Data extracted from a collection
impl CooperationManager {
    pub fn new(
        router: Arc<MessageRouter>,
        scheduler: Arc<DeliveryScheduler>,
        events: Arc<EventHub>,
    ) -> Self {
        Self {
            sessions: RwLock::new(HashMap::new()),
            router,
            scheduler,
            events,
            strategies: StrategyRegistry::default(),
            store: None,
        }
    }

    /// Persist logs and state snapshots through `store`
    pub fn with_store(mut self, store: Arc<dyn SessionStore>) -> Self {
        self.store = Some(store);
        self
    }

    /// Replace the built-in strategies
    pub fn with_strategies(mut self, strategies: StrategyRegistry) -> Self {
        self.strategies = strategies;
        self
    }

    pub fn events(&self) -> &Arc<EventHub> {
        &self.events
    }

    pub fn scheduler(&self) -> &Arc<DeliveryScheduler> {
        &self.scheduler
    }

    /// Create an idle session at round 0
    pub async fn create_session(
        &self,
        session_id: &str,
        agents: Vec<AgentInfo>,
        max_rounds: u32,
    ) -> CoopResult<SessionCooperationState> {
        let state = SessionCooperationState::new(session_id, agents, max_rounds);
        {
            let mut sessions = self.sessions.write().await;
            if sessions.contains_key(session_id) {
                return Err(CooperationError::DuplicateSession {
                    session_id: session_id.to_string(),
                });
            }
            sessions.insert(session_id.to_string(), Arc::new(Mutex::new(state.clone())));
        }
        info!(
            "CooperationManager: created session '{}' with {} agents (max {} rounds)",
            session_id,
            state.agents.len(),
            max_rounds
        );
        self.save(&state).await;
        self.events.publish_state(&state).await;
        Ok(state)
    }

    /// Snapshot of a session's state
    pub async fn session_state(&self, session_id: &str) -> Option<SessionCooperationState> {
        let handle = self.sessions.read().await.get(session_id).cloned()?;
        let state = handle.lock().await;
        Some(state.clone())
    }

    pub async fn session_ids(&self) -> Vec<String> {
        let mut ids: Vec<String> = self.sessions.read().await.keys().cloned().collect();
        ids.sort();
        ids
    }

    /// Log, route and queue a message. Returns the original message even if
    /// routing intercepts it.
    pub async fn send_message(
        &self,
        session_id: &str,
        sender_id: &str,
        receiver_id: &str,
        content: &str,
        message_type: MessageType,
    ) -> CoopResult<AgentMessage> {
        let handle = self.handle(session_id).await?;
        let mut state = handle.lock().await;
        let message = AgentMessage::new(sender_id, receiver_id, content, message_type);
        self.record(&mut state, &message).await;
        let outcome = self.router.route(message.clone()).await;
        self.enqueue(session_id, outcome).await;
        self.events.publish_state(&state).await;
        Ok(message)
    }

    /// Start a session under `strategy`.
    ///
    /// Returns false when the session is not idle, or when the strategy
    /// cannot run with the session's agents (the session is then in the
    /// error state with a readable reason).
    pub async fn start_cooperation(
        &self,
        session_id: &str,
        strategy: StrategyKind,
        initial_message: &str,
    ) -> CoopResult<bool> {
        let handle = self.handle(session_id).await?;
        let mut state = handle.lock().await;

        if state.status != SessionStatus::Idle {
            debug!(
                "CooperationManager: session '{}' is {}, not starting",
                session_id, state.status
            );
            return Ok(false);
        }

        let plan = match self.strategies.get(strategy) {
            Some(s) => s.initialize(&state, initial_message),
            None => Err(anyhow::anyhow!("no {} strategy is registered", strategy)),
        };
        let plan = match plan {
            Ok(plan) => plan,
            Err(e) => {
                warn!("CooperationManager: cannot start session '{}': {}", session_id, e);
                state.strategy = Some(strategy);
                state.fail(e.to_string());
                self.save(&state).await;
                self.events.publish_state(&state).await;
                return Ok(false);
            }
        };

        state.status = SessionStatus::Active;
        state.strategy = Some(plan.strategy);
        state.current_round = 0;
        state.error = None;
        if let Some(note) = plan.note {
            warn!("CooperationManager: session '{}': {}", session_id, note);
            state.notes.push(note);
        }

        if plan.concurrent {
            self.send_concurrently(&mut state, plan.sends).await;
        } else {
            for planned in plan.sends {
                let message = planned_message(planned);
                self.record(&mut state, &message).await;
                let outcome = self.router.route(message).await;
                self.enqueue(session_id, outcome).await;
            }
        }

        state.active_agent_id = plan.active_agent_id;
        state.touch();
        info!(
            "CooperationManager: session '{}' started ({}, active: {})",
            session_id,
            plan.strategy,
            state.active_agent_id.as_deref().unwrap_or("none")
        );
        self.save(&state).await;
        self.events.publish_state(&state).await;
        Ok(true)
    }

    /// Give the turn to a member of the session
    pub async fn set_active_agent(&self, session_id: &str, agent_id: &str) -> CoopResult<()> {
        let handle = self.handle(session_id).await?;
        let mut state = handle.lock().await;
        if !state.has_agent(agent_id) {
            return Err(CooperationError::AgentNotInSession {
                session_id: session_id.to_string(),
                agent_id: agent_id.to_string(),
            });
        }
        state.active_agent_id = Some(agent_id.to_string());
        state.touch();
        debug!("CooperationManager: session '{}' active agent -> '{}'", session_id, agent_id);
        self.events.publish_state(&state).await;
        Ok(())
    }

    /// Active -> paused. Already queued messages still drain.
    pub async fn pause_cooperation(&self, session_id: &str) -> CoopResult<bool> {
        self.transition(session_id, SessionStatus::Active, SessionStatus::Paused)
            .await
    }

    /// Paused -> active. Any other state is a no-op returning false.
    pub async fn resume_cooperation(&self, session_id: &str) -> CoopResult<bool> {
        self.transition(session_id, SessionStatus::Paused, SessionStatus::Active)
            .await
    }

    /// Force the session to completed, whatever its state
    pub async fn end_cooperation(&self, session_id: &str) -> CoopResult<bool> {
        let handle = self.handle(session_id).await?;
        let mut state = handle.lock().await;
        complete(&mut state);
        info!("CooperationManager: session '{}' ended", session_id);
        self.save(&state).await;
        self.events.publish_state(&state).await;
        Ok(true)
    }

    /// Advance an active session by one round
    pub async fn next_round(&self, session_id: &str) -> CoopResult<RoundOutcome> {
        let handle = self.handle(session_id).await?;
        let mut state = handle.lock().await;

        if state.status != SessionStatus::Active {
            return Ok(RoundOutcome::Skipped {
                status: state.status,
            });
        }

        let round = state.current_round + 1;
        if round > state.max_rounds {
            complete(&mut state);
            info!(
                "CooperationManager: session '{}' completed after {} rounds",
                session_id, state.current_round
            );
            self.save(&state).await;
            self.events.publish_state(&state).await;
            return Ok(RoundOutcome::Completed {
                rounds: state.current_round,
            });
        }

        state.current_round = round;
        let kind = state.strategy.unwrap_or_default();
        if let Some(next) = self.strategies.get(kind).and_then(|s| s.select_next(&state)) {
            state.active_agent_id = Some(next);
        }
        state.touch();
        debug!(
            "CooperationManager: session '{}' round {}/{} (active: {})",
            session_id,
            round,
            state.max_rounds,
            state.active_agent_id.as_deref().unwrap_or("none")
        );
        self.events.publish_state(&state).await;
        Ok(RoundOutcome::Advanced {
            round,
            active_agent_id: state.active_agent_id.clone(),
        })
    }

    /// Save the final state and forget the session
    pub async fn close_session(&self, session_id: &str) -> CoopResult<SessionCooperationState> {
        let handle = self
            .sessions
            .write()
            .await
            .remove(session_id)
            .ok_or_else(|| CooperationError::not_found(session_id))?;
        let state = handle.lock().await.clone();
        self.save(&state).await;
        self.events.remove_session(session_id).await;
        info!("CooperationManager: closed session '{}'", session_id);
        Ok(state)
    }

    /// Bring a previously saved session back. Returns `None` when there is no
    /// store or it holds nothing for `session_id`.
    pub async fn restore_session(
        &self,
        session_id: &str,
    ) -> CoopResult<Option<SessionCooperationState>> {
        if self.sessions.read().await.contains_key(session_id) {
            return Err(CooperationError::DuplicateSession {
                session_id: session_id.to_string(),
            });
        }
        let Some(store) = &self.store else {
            return Ok(None);
        };
        let state = match store.load_state(session_id).await {
            Ok(Some(state)) => state,
            Ok(None) => return Ok(None),
            Err(e) => {
                warn!("CooperationManager: failed to load session '{}': {:#}", session_id, e);
                return Ok(None);
            }
        };

        let mut sessions = self.sessions.write().await;
        if sessions.contains_key(session_id) {
            return Err(CooperationError::DuplicateSession {
                session_id: session_id.to_string(),
            });
        }
        sessions.insert(session_id.to_string(), Arc::new(Mutex::new(state.clone())));
        info!(
            "CooperationManager: restored session '{}' ({}, {} messages)",
            session_id,
            state.status,
            state.messages.len()
        );
        Ok(Some(state))
    }

    /// Callback for every message delivered in a session
    pub async fn on_message<F>(&self, session_id: &str, callback: F) -> Subscription
    where
        F: Fn(AgentMessage) + Send + Sync + 'static,
    {
        self.events.on_message(session_id, callback).await
    }

    /// Callback for every state change of a session
    pub async fn on_state_change<F>(&self, session_id: &str, callback: F) -> Subscription
    where
        F: Fn(Arc<SessionCooperationState>) + Send + Sync + 'static,
    {
        self.events.on_state_change(session_id, callback).await
    }

    async fn handle(&self, session_id: &str) -> CoopResult<SessionHandle> {
        self.sessions
            .read()
            .await
            .get(session_id)
            .cloned()
            .ok_or_else(|| CooperationError::not_found(session_id))
    }

    async fn transition(
        &self,
        session_id: &str,
        from: SessionStatus,
        to: SessionStatus,
    ) -> CoopResult<bool> {
        let handle = self.handle(session_id).await?;
        let mut state = handle.lock().await;
        if state.status != from {
            debug!(
                "CooperationManager: session '{}' is {}, cannot move to {}",
                session_id, state.status, to
            );
            return Ok(false);
        }
        state.status = to;
        state.touch();
        info!("CooperationManager: session '{}' {} -> {}", session_id, from, to);
        self.save(&state).await;
        self.events.publish_state(&state).await;
        Ok(true)
    }

    /// Append to the in-memory log and the store
    async fn record(&self, state: &mut SessionCooperationState, message: &AgentMessage) {
        state.messages.push(message.clone());
        state.touch();
        if let Some(store) = &self.store
            && let Err(e) = store.append(&state.session_id, message).await
        {
            warn!(
                "CooperationManager: failed to persist message {} of '{}': {:#}",
                message.id, state.session_id, e
            );
        }
    }

    /// Log every message in plan order, then route them all at once
    async fn send_concurrently(
        &self,
        state: &mut SessionCooperationState,
        sends: Vec<PlannedMessage>,
    ) {
        let messages: Vec<AgentMessage> = sends.into_iter().map(planned_message).collect();
        for message in &messages {
            self.record(state, message).await;
        }
        let outcomes = join_all(messages.into_iter().map(|m| self.router.route(m))).await;
        for outcome in outcomes {
            self.enqueue(&state.session_id, outcome).await;
        }
    }

    async fn enqueue(&self, session_id: &str, outcome: RouteOutcome) {
        for routed in outcome.messages {
            let envelope = Envelope::from_routed(Some(session_id), routed);
            if !self.scheduler.enqueue(envelope).await {
                debug!("CooperationManager: duplicate delivery in '{}' skipped", session_id);
            }
        }
    }

    async fn save(&self, state: &SessionCooperationState) {
        if let Some(store) = &self.store
            && let Err(e) = store.save_state(&state.session_id, state).await
        {
            warn!(
                "CooperationManager: failed to save session '{}': {:#}",
                state.session_id, e
            );
        }
    }
}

- Work request: Copy out each line of the records that holds the string "Subscription".

- Response to the exercise:
    pub async fn on_message<F>(&self, session_id: &str, callback: F) -> Subscription
    pub async fn on_state_change<F>(&self, session_id: &str, callback: F) -> Subscription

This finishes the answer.